In den Phillipinen regiert seit einem dreiviertel Jahr ein Präsident mithilfe eines Phantasmas, nach dem Drogenhändler und Drogennutzer für fast alle gesellschaftlichen Probleme des Landes verantwortlich sind. Bei der ersten Veranstaltung unserer Reihe „Politik in der Rechtskurve“ hat der in Manila lebende Soziologe Niklas Reese ausführlich darüber berichtet. Mit seiner Art zur Etablierung eines autokratischen Systems ist Rodrigo Duterte sicher ein Vorreiter von Politikkonzepten, die auch in anderen Teilen der Welt Erfolge erzielen, in der Türkei, in den USA und nicht zuletzt auch in weiten Teilen Europas. Im zweiten Teil unseres Artikels beschäftigen wir uns mit der Frage, was wir aus Dutertes Erfolg lernen können, um ähnliche Erfolge rechter Politik zu verhindern.

Trotz aller Unterschiede zu rechten oder „rechtspopulistischen“ europäischen oder US-amerikanischen Entwicklungen – so präsentiert sich Duterte zum Beispiel als Vorreiter für sexuelle Selbstbestimmung und Frauenrechte und pflegt gute Beziehungen auch zu den muslimischen Bevölkerungsteilen auf Mindanao – zeigte der erste Vortrag unserer Reihe durchaus Parallelen zu politischen Entwicklungen in Europa oder den USA auf.

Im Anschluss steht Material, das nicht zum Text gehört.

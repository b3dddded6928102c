//! Length-prefixed deflate block codec
//!
//! A writer/reader pair moving data as independent compressed blocks, so
//! that `flush` on the writing side actually compresses and transmits
//! everything buffered so far and the reading side never has to block on a
//! half-delivered compression frame. Each block on the wire is:
//!
//! ```text
//! ┌──────────────────────────────────────────────┐
//! │  2 bytes: magic 0x1F 0x8F                    │
//! ├──────────────────────────────────────────────┤
//! │  4 bytes: u32 big-endian compressed length   │
//! ├──────────────────────────────────────────────┤
//! │  4 bytes: u32 big-endian uncompressed length │
//! ├──────────────────────────────────────────────┤
//! │  N bytes: deflate data                       │
//! └──────────────────────────────────────────────┘
//! ```
//!
//! Not thread-safe; wrap in the revivable streams for concurrent use.

use std::io::{self, Read, Write};

use flate2::read::DeflateDecoder;
use flate2::write::DeflateEncoder;
use flate2::Compression;

use crate::config::codec::{COMPRESS_OVERHEAD, DEFAULT_MAX_BUFFER_SIZE, MAGIC_NUMBER};

/// Writer that compresses data into blocks. A block is generated and
/// transmitted once `block_size` bytes have been written, or on `flush`.
pub struct CompressedBlockWriter<W: Write> {
    out: Option<W>,
    in_buf: Vec<u8>,
    block_size: usize,
    level: Compression,
}

impl<W: Write> CompressedBlockWriter<W> {
    /// Write to `out`, emitting a block every `block_size` bytes, at the
    /// default compression level.
    pub fn new(out: W, block_size: usize) -> Self {
        Self::with_compression(out, block_size, Compression::default())
    }

    /// Write to `out` with an explicit compression level.
    ///
    /// # Panics
    ///
    /// Panics if `block_size` is 0.
    pub fn with_compression(out: W, block_size: usize, level: Compression) -> Self {
        assert!(block_size > 0, "block size must be > 0");
        Self {
            out: Some(out),
            in_buf: Vec::with_capacity(block_size),
            block_size,
            level,
        }
    }

    /// Compress the buffered bytes into one block and send it, flushing the
    /// underlying writer. Does nothing when the buffer is empty.
    fn compress_and_send(&mut self) -> io::Result<()> {
        if self.in_buf.is_empty() {
            return Ok(());
        }

        let mut encoder = DeflateEncoder::new(
            Vec::with_capacity(self.in_buf.len() + COMPRESS_OVERHEAD),
            self.level,
        );
        encoder.write_all(&self.in_buf)?;
        let compressed = encoder.finish()?;

        let out = self.out.as_mut().expect("writer used after finish");
        out.write_all(&MAGIC_NUMBER)?;
        out.write_all(&(compressed.len() as u32).to_be_bytes())?;
        out.write_all(&(self.in_buf.len() as u32).to_be_bytes())?;
        out.write_all(&compressed)?;
        out.flush()?;

        self.in_buf.clear();
        Ok(())
    }

    /// Send any buffered bytes as a final block and return the underlying
    /// writer.
    pub fn finish(mut self) -> io::Result<W> {
        self.compress_and_send()?;
        Ok(self.out.take().expect("writer used after finish"))
    }
}

impl<W: Write> Write for CompressedBlockWriter<W> {
    fn write(&mut self, buf: &[u8]) -> io::Result<usize> {
        let mut remaining = buf;
        while self.in_buf.len() + remaining.len() > self.block_size {
            let to_copy = self.block_size - self.in_buf.len();
            self.in_buf.extend_from_slice(&remaining[..to_copy]);
            self.compress_and_send()?;
            remaining = &remaining[to_copy..];
        }
        self.in_buf.extend_from_slice(remaining);
        Ok(buf.len())
    }

    fn flush(&mut self) -> io::Result<()> {
        self.compress_and_send()?;
        self.out.as_mut().expect("writer used after finish").flush()
    }
}

impl<W: Write> Drop for CompressedBlockWriter<W> {
    fn drop(&mut self) {
        if self.out.is_some() {
            let _ = self.compress_and_send();
        }
    }
}

/// Reader decompressing blocks produced by [`CompressedBlockWriter`].
///
/// After any read failure the stream stays failed: every subsequent call
/// raises an error naming the original failure.
pub struct CompressedBlockReader<R: Read> {
    input: R,
    out_buf: Vec<u8>,
    out_offs: usize,
    /// Cap on both block buffers, against maliciously crafted headers
    max_buffer_size: usize,
    eof_reached: bool,
    failed: Option<(io::ErrorKind, String)>,
}

impl<R: Read> CompressedBlockReader<R> {
    /// Read blocks from `input` with the default 1 MiB buffer cap.
    pub fn new(input: R) -> Self {
        Self::with_max_buffer_size(input, DEFAULT_MAX_BUFFER_SIZE)
    }

    /// Read blocks from `input`, rejecting any block whose header asks for
    /// more than `max_buffer_size` bytes on either side. Keep this in sync
    /// with the block size configured on the writer.
    pub fn with_max_buffer_size(input: R, max_buffer_size: usize) -> Self {
        Self {
            input,
            out_buf: Vec::new(),
            out_offs: 0,
            max_buffer_size,
            eof_reached: false,
            failed: None,
        }
    }

    /// Lower bound on the bytes readable without touching the underlying
    /// reader.
    pub fn ready_bytes(&self) -> usize {
        self.out_buf.len() - self.out_offs
    }

    fn check_not_failed(&self) -> io::Result<()> {
        if let Some((kind, message)) = &self.failed {
            return Err(io::Error::new(
                *kind,
                format!("stream unavailable, reading already failed: {message}"),
            ));
        }
        Ok(())
    }

    /// Read and decompress the next block. Returns false on a clean end of
    /// stream (including a stream truncated mid-block, mirroring how EOF
    /// anywhere inside a block terminates reading). Failures become sticky.
    fn read_and_decompress(&mut self) -> io::Result<bool> {
        if self.eof_reached {
            return Ok(false);
        }
        match self.read_block() {
            Ok(Some(())) => Ok(true),
            Ok(None) => {
                self.eof_reached = true;
                Ok(false)
            }
            Err(error) => {
                self.failed = Some((error.kind(), error.to_string()));
                Err(error)
            }
        }
    }

    fn read_block(&mut self) -> io::Result<Option<()>> {
        let mut magic = [0u8; 2];
        // EOF at the block boundary, or anywhere inside the header or
        // body, ends the stream.
        match read_exact_or_eof(&mut self.input, &mut magic)? {
            Some(()) => {}
            None => return Ok(None),
        }
        if magic != MAGIC_NUMBER {
            return Err(io::Error::new(
                io::ErrorKind::InvalidData,
                "wrong magic number: incoming data is not a compressed block stream",
            ));
        }

        let mut len_buf = [0u8; 4];
        if read_exact_or_eof(&mut self.input, &mut len_buf)?.is_none() {
            return Ok(None);
        }
        let in_length = u32::from_be_bytes(len_buf) as usize;

        if read_exact_or_eof(&mut self.input, &mut len_buf)?.is_none() {
            return Ok(None);
        }
        let out_length = u32::from_be_bytes(len_buf) as usize;

        if in_length > self.max_buffer_size {
            return Err(io::Error::new(
                io::ErrorKind::InvalidData,
                format!(
                    "compressed block size exceeds maximum buffer size: {}/{}",
                    in_length, self.max_buffer_size
                ),
            ));
        }
        if out_length > self.max_buffer_size {
            return Err(io::Error::new(
                io::ErrorKind::InvalidData,
                format!(
                    "decompressed block size exceeds maximum buffer size: {}/{}",
                    out_length, self.max_buffer_size
                ),
            ));
        }

        let mut in_buf = vec![0u8; in_length];
        if read_exact_or_eof(&mut self.input, &mut in_buf)?.is_none() {
            return Ok(None);
        }

        let mut out = Vec::with_capacity(out_length);
        DeflateDecoder::new(&in_buf[..])
            .take(out_length as u64)
            .read_to_end(&mut out)
            .map_err(|e| {
                io::Error::new(io::ErrorKind::InvalidData, format!("data format error: {e}"))
            })?;

        self.out_buf = out;
        self.out_offs = 0;
        Ok(Some(()))
    }
}

/// `read_exact` that reports a clean EOF as `None` instead of an error.
fn read_exact_or_eof<R: Read>(input: &mut R, buf: &mut [u8]) -> io::Result<Option<()>> {
    match input.read_exact(buf) {
        Ok(()) => Ok(Some(())),
        Err(e) if e.kind() == io::ErrorKind::UnexpectedEof => Ok(None),
        Err(e) => Err(e),
    }
}

impl<R: Read> Read for CompressedBlockReader<R> {
    fn read(&mut self, buf: &mut [u8]) -> io::Result<usize> {
        self.check_not_failed()?;
        if buf.is_empty() {
            return Ok(0);
        }

        let mut count = 0;
        while count < buf.len() {
            if self.out_offs >= self.out_buf.len() {
                // Having produced something, return it rather than block on
                // the next block's arrival.
                if count > 0 {
                    return Ok(count);
                }
                if !self.read_and_decompress()? {
                    return Ok(0);
                }
            }

            let to_copy = (self.out_buf.len() - self.out_offs).min(buf.len() - count);
            buf[count..count + to_copy]
                .copy_from_slice(&self.out_buf[self.out_offs..self.out_offs + to_copy]);
            self.out_offs += to_copy;
            count += to_copy;
        }
        Ok(count)
    }
}

#[cfg(test)]
mod tests {
    use super::*;
    use std::io::Cursor;

    fn compress(data: &[u8], block_size: usize) -> Vec<u8> {
        let mut writer = CompressedBlockWriter::new(Vec::new(), block_size);
        writer.write_all(data).unwrap();
        writer.finish().unwrap()
    }

    fn decompress_all(wire: Vec<u8>) -> Vec<u8> {
        let mut reader = CompressedBlockReader::new(Cursor::new(wire));
        let mut out = Vec::new();
        reader.read_to_end(&mut out).unwrap();
        out
    }

    // --- round trips ---

    #[test]
    fn single_block_round_trip() {
        let data = b"compress me, block codec".to_vec();
        assert_eq!(decompress_all(compress(&data, 1024)), data);
    }

    #[test]
    fn multi_block_round_trip() {
        let data: Vec<u8> = (0..10_000).map(|i| (i % 251) as u8).collect();
        // Small blocks force many block boundaries.
        assert_eq!(decompress_all(compress(&data, 64)), data);
    }

    #[test]
    fn empty_input_is_clean_eof() {
        let wire = compress(&[], 128);
        assert!(wire.is_empty(), "no data must produce no blocks");
        assert_eq!(decompress_all(wire), Vec::<u8>::new());
    }

    #[test]
    fn flush_emits_a_partial_block() {
        let mut writer = CompressedBlockWriter::new(Vec::new(), 1024);
        writer.write_all(b"early").unwrap();
        writer.flush().unwrap();
        let after_flush = writer.out.as_ref().map(Vec::len).unwrap_or(0);
        assert!(after_flush > 0, "flush must transmit the buffered bytes");

        writer.write_all(b" late").unwrap();
        let wire = writer.finish().unwrap();
        assert_eq!(decompress_all(wire), b"early late".to_vec());
    }

    #[test]
    fn reads_smaller_than_a_block_work() {
        let data = b"0123456789".to_vec();
        let wire = compress(&data, 1024);
        let mut reader = CompressedBlockReader::new(Cursor::new(wire));

        let mut out = Vec::new();
        let mut buf = [0u8; 3];
        loop {
            let n = reader.read(&mut buf).unwrap();
            if n == 0 {
                break;
            }
            out.extend_from_slice(&buf[..n]);
        }
        assert_eq!(out, data);
    }

    // --- wire format ---

    #[test]
    fn block_starts_with_magic_and_lengths() {
        let wire = compress(b"abc", 16);
        assert_eq!(&wire[..2], &MAGIC_NUMBER);
        let compressed_len = u32::from_be_bytes(wire[2..6].try_into().unwrap()) as usize;
        let uncompressed_len = u32::from_be_bytes(wire[6..10].try_into().unwrap()) as usize;
        assert_eq!(uncompressed_len, 3);
        assert_eq!(wire.len(), 10 + compressed_len);
    }

    #[test]
    fn wrong_magic_is_rejected() {
        let mut reader = CompressedBlockReader::new(Cursor::new(vec![0x1F, 0x8B, 0, 0]));
        let err = reader.read(&mut [0u8; 4]).unwrap_err();
        assert_eq!(err.kind(), io::ErrorKind::InvalidData);
        assert!(err.to_string().contains("wrong magic number"));
    }

    #[test]
    fn oversized_header_is_rejected() {
        let mut wire = MAGIC_NUMBER.to_vec();
        wire.extend_from_slice(&u32::MAX.to_be_bytes()); // absurd compressed length
        wire.extend_from_slice(&4u32.to_be_bytes());

        let mut reader = CompressedBlockReader::with_max_buffer_size(Cursor::new(wire), 1024);
        let err = reader.read(&mut [0u8; 4]).unwrap_err();
        assert!(err.to_string().contains("maximum buffer size"));
    }

    #[test]
    fn truncated_block_reads_as_eof() {
        let mut wire = compress(b"payload", 64);
        wire.truncate(wire.len() - 3);

        let mut reader = CompressedBlockReader::new(Cursor::new(wire));
        let mut out = Vec::new();
        assert_eq!(reader.read_to_end(&mut out).unwrap(), 0);
    }

    // --- sticky failure ---

    #[test]
    fn failure_is_sticky() {
        let mut reader = CompressedBlockReader::new(Cursor::new(vec![0xAA, 0xBB, 0, 0]));
        let first = reader.read(&mut [0u8; 4]).unwrap_err();
        assert!(first.to_string().contains("wrong magic number"));

        let second = reader.read(&mut [0u8; 4]).unwrap_err();
        assert!(second.to_string().contains("reading already failed"));
        assert!(second.to_string().contains("wrong magic number"));
    }

    #[test]
    fn ready_bytes_lower_bound() {
        let wire = compress(b"abcdef", 64);
        let mut reader = CompressedBlockReader::new(Cursor::new(wire));
        assert_eq!(reader.ready_bytes(), 0);

        let mut buf = [0u8; 2];
        reader.read_exact(&mut buf).unwrap();
        assert_eq!(reader.ready_bytes(), 4);
    }
}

Nur vorgeblich „aus dem Nichts“ der Provinz kommend, hat Duterte bisherige Seilschaften und Sphären politischen Einflusses der von ihm so genannten „alten Eliten“ hauptsächlich deshalb aufmischen können, weil es seiner Kampagne gelang, eine auf ihn und sein Programm zugeschnittene Beschreibung der phillipinischen Realität durchzusetzen. In der sind die „Elitisten“ identisch mit den „Feinden des Volkes“, zumindest paktieren sie miteinander. Dutertes ziemlich bizarre Erzählung von der Verantwortlichkeit der Drogenhändler und -nutzer für alle gesellschaftlichen Probleme ist dabei das Äquivalent jener Schimären, mit denen rechte Bewegungen in den USA oder in Europa komplexe Zusammenhänge auf einfache Verantwortlichenkeiten und Schuldzuweisungen reduzieren. In ihren Parallel-Wirklichkeiten kann ein „Feind“ eindeutig benannt werden – um welchen es sich jeweils handelt, erscheint austauschbar. Die Konstruktion eines “Feindes” erfordert in jedem Fall „Lösungen“ die es erforderlich machen können, zuvor allgemein anerkannte Grenzen zu überschreiten. Die halluzinierte Bedrohung für das gleichermaßen hochstilisierte wie andererseits auf eine handhabbare definierte Größe reduzierte Gemeinwesen, wo man sich kennt und dem Handeln moralische Erwägungen zugrundeliegen, erfordert kollektive Verteidigung. Dabei scheint es egal, ob es sich dabei um eine “Region”, eine “Nation”, “das Abendland” oder eine Religion handelt. Demokratische oder rechtsstaatliche Prinzipien sind dabei hinderlich. Sie werden deshalb mit dem „Feind“ assoziiert. Rodrigo Duterte sieht Menschenrechts-NGOs als Teil einer westlichen Verschwörung mit den Drogenkartellen am Werk, Recep Tayip Erdogan unterstellt der Presse, im Auftrag von “Terroristen” zu berichten, für AfD und Pegida haben sich  „Gutmenschen“ und “Lügenpresse” verschworen, den “Volkstod” zu betreiben.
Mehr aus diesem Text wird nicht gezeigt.